A circular buffer thus seems like a good idea, as in the case of real time
communication I wont really know how much data is going to come through the
network.

> so now instead of copying from the wave file, i m copying data from
> > the master buffer to the circular buffer.. however, as per your
> > suggestion, if i copy the data in the while loop in main, then, it
> > might not always be copied between 2 consecutive callbacks, but maybe
> > more, as the callbacks are asynchronous.
>
> Well, your computer is creating the data that the callback function is
> going to send to alsa.  If the callback function can fill the buffer
> and send it to alsa and keep up with the play rate, then if you fill
> the buffer in your main routine it will work even better.  Your program
> is sleeping instead of doing anything.  You can put in place some kind
> of interprocess communication so that they don't tread on each other in
> the buffer.  With any modern processor that isn't heavily loaded, I
> don't think this will matter anyway.


One question I had about this  interprocess communication was whether we can
pass more data to the callback function apart from the pcm handler.  From
what I can see in the ALSA libraries, the snd_async_add_pcm_handler function
only allows you to pass one parameter in the form of void * private_data.
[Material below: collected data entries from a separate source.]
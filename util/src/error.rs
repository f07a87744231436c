//! Error types for signal generation
//!
//! This module defines error types used by the signal helpers.

use std::fmt;

/// Error type for signal operations
#[derive(Debug)]
pub enum UtilError {
    /// Writing an output file failed
    IoError(std::io::Error),
    /// Signal parameters out of range
    ValidationError(String),
}

impl fmt::Display for UtilError {
    fn fmt(&self, f: &mut fmt::Formatter<'_>) -> fmt::Result {
        match self {
            UtilError::IoError(err) => write!(f, "I/O error: {}", err),
            UtilError::ValidationError(msg) => write!(f, "Validation error: {}", msg),
        }
    }
}

impl std::error::Error for UtilError {}

impl From<std::io::Error> for UtilError {
    fn from(err: std::io::Error) -> Self {
        UtilError::IoError(err)
    }
}

/// Result type for signal operations
pub type UtilResult<T> = std::result::Result<T, UtilError>;
//! Test signal helpers for the encoder
//!
//! This crate generates deterministic 16-bit PCM used by the encoder's
//! integration tests and benchmarks, and writes encoded output for
//! inspection.

pub mod error;
pub mod signals;

pub use error::*;
pub use signals::*;
//! Noise-shaping quantization loop
//!
//! The quantizer searches global gain and scalefactors of one granule
//! so that the Huffman cost fits a bit budget while the quantization
//! noise stays as far below the allowed distortion as the comparison
//! mode can get it. It owns the state carried between granules: the
//! warm start of the step size search and the pseudo-half step flags.

use crate::ath::{ath_adjust, Ath, BandFactors};
use crate::bit_count::BitCounter;
use crate::config::QualitySettings;
use crate::distortion::calc_noise;
use crate::tables::{ipow20, PRETAB};
use crate::types::{
    BlockType, CalcNoiseResult, GranuleInfo, NoiseCache, SideInfo, XrPow, GRANULE_SIZE, PSFB12,
    PSFB21, SBMAX_L, SBMAX_S, SBPSY_L, SBPSY_S, SFBMAX,
};
use log::{debug, trace};

/// `2^(0.75 * 0.5)`, one scalefactor step in the 3/4 power domain
const IFQSTEP34_HALF: f32 = 1.296_839_6;
/// `2^(0.75 * 1.0)`, one scalefactor step with `scalefac_scale`
const IFQSTEP34_FULL: f32 = 1.681_792_8;

#[derive(Debug, Clone, Copy, PartialEq, Eq)]
enum Direction {
    None,
    Up,
    Down,
}

/// Convert the left/right spectra of granule `gr` to mid/side in place
pub fn ms_convert(side: &mut SideInfo, gr: usize) {
    let [left, right] = &mut side.tt[gr];
    let scale = std::f32::consts::SQRT_2 * 0.5;
    for (l, r) in left.xr.iter_mut().zip(right.xr.iter_mut()) {
        let (a, b) = (*l, *r);
        *l = (a + b) * scale;
        *r = (a - b) * scale;
    }
}

/// True when every slot has been amplified at least once
pub fn loop_break(gi: &GranuleInfo) -> bool {
    (0..gi.sfbmax).all(|sfb| gi.scalefac[sfb] + gi.subblock_gain[gi.window[sfb]] != 0)
}

fn penalties(noise: f64) -> f64 {
    (0.368 + 0.632 * noise * noise * noise).log10()
}

fn klemm_noise(distort: &[f32; SFBMAX], gi: &GranuleInfo) -> f64 {
    let sum = distort[..gi.psymax].iter().fold(1e-37, |acc, &d| acc + penalties(d as f64));
    sum.max(1e-20)
}

/// Decide whether trial `calc` is better than the incumbent `best`.
///
/// Once `best` has no band over the threshold, a trial must also use
/// strictly fewer bits whatever the mode says.
pub fn quant_compare(
    mode: u8,
    best: &CalcNoiseResult,
    calc: &mut CalcNoiseResult,
    gi: &GranuleInfo,
    distort: &[f32; SFBMAX],
) -> bool {
    let ssd_compare = |calc: &CalcNoiseResult| {
        if best.over_count > 0 {
            if calc.over_ssd == best.over_ssd {
                calc.bits < best.bits
            } else {
                calc.over_ssd <= best.over_ssd
            }
        } else {
            calc.max_noise < 0.0
                && calc.max_noise * 10.0 + calc.bits as f32 <= best.max_noise * 10.0 + best.bits as f32
        }
    };

    let better = match mode {
        0 => {
            calc.over_count < best.over_count
                || (calc.over_count == best.over_count && calc.over_noise < best.over_noise)
                || (calc.over_count == best.over_count
                    && calc.over_noise == best.over_noise
                    && calc.tot_noise < best.tot_noise)
        }
        8 => {
            calc.max_noise = klemm_noise(distort, gi) as f32;
            calc.max_noise < best.max_noise
        }
        1 => calc.max_noise < best.max_noise,
        2 => calc.tot_noise < best.tot_noise,
        3 => calc.tot_noise < best.tot_noise && calc.max_noise < best.max_noise,
        4 => {
            (calc.max_noise <= 0.0 && best.max_noise > 0.2)
                || (calc.max_noise <= 0.0
                    && best.max_noise < 0.0
                    && best.max_noise > calc.max_noise - 0.2
                    && calc.tot_noise < best.tot_noise)
                || (calc.max_noise <= 0.0
                    && best.max_noise > 0.0
                    && best.max_noise > calc.max_noise - 0.2
                    && calc.tot_noise < best.tot_noise + best.over_noise)
                || (calc.max_noise > 0.0
                    && best.max_noise > -0.05
                    && best.max_noise > calc.max_noise - 0.1
                    && calc.tot_noise + calc.over_noise < best.tot_noise + best.over_noise)
                || (calc.max_noise > 0.0
                    && best.max_noise > -0.1
                    && best.max_noise > calc.max_noise - 0.15
                    && calc.tot_noise + calc.over_noise + calc.over_noise
                        < best.tot_noise + best.over_noise + best.over_noise)
        }
        5 => {
            calc.over_noise < best.over_noise
                || (calc.over_noise == best.over_noise && calc.tot_noise < best.tot_noise)
        }
        6 => {
            calc.over_noise < best.over_noise
                || (calc.over_noise == best.over_noise
                    && (calc.max_noise < best.max_noise
                        || (calc.max_noise == best.max_noise && calc.tot_noise <= best.tot_noise)))
        }
        7 => calc.over_count < best.over_count || calc.over_noise < best.over_noise,
        _ => ssd_compare(calc),
    };

    if best.over_count == 0 {
        better && calc.bits < best.bits
    } else {
        better
    }
}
> however, the hardware still does not ask for more data after
> > executing the callback function about twice -- is there a way to
> > flush the hardware buffer before beginning playback? I have pasted my
> > code below
>
>
> The program output would still be helpful.  I implemented this a few
> years ago.  I'll go look at the code and see how it differs from
> yours.  I seem to recall that there was a sample of exactly this on the
> alsa website, www.alsa-project.org.  You could look at that and it
> might trigger an Aha! moment.


I think you re talking about the pcm.c which implements asynchronous
playback which in my case works -- but it doesnt implement a circular
buffer.
Another query that I have regarding this is that I get a "Bad File
Descriptor" error from the snd_pcm_start function, but my asynchronous
playback code works despite  this error -- I dont think thats the reason for
this code failing, but its a mystry all the same!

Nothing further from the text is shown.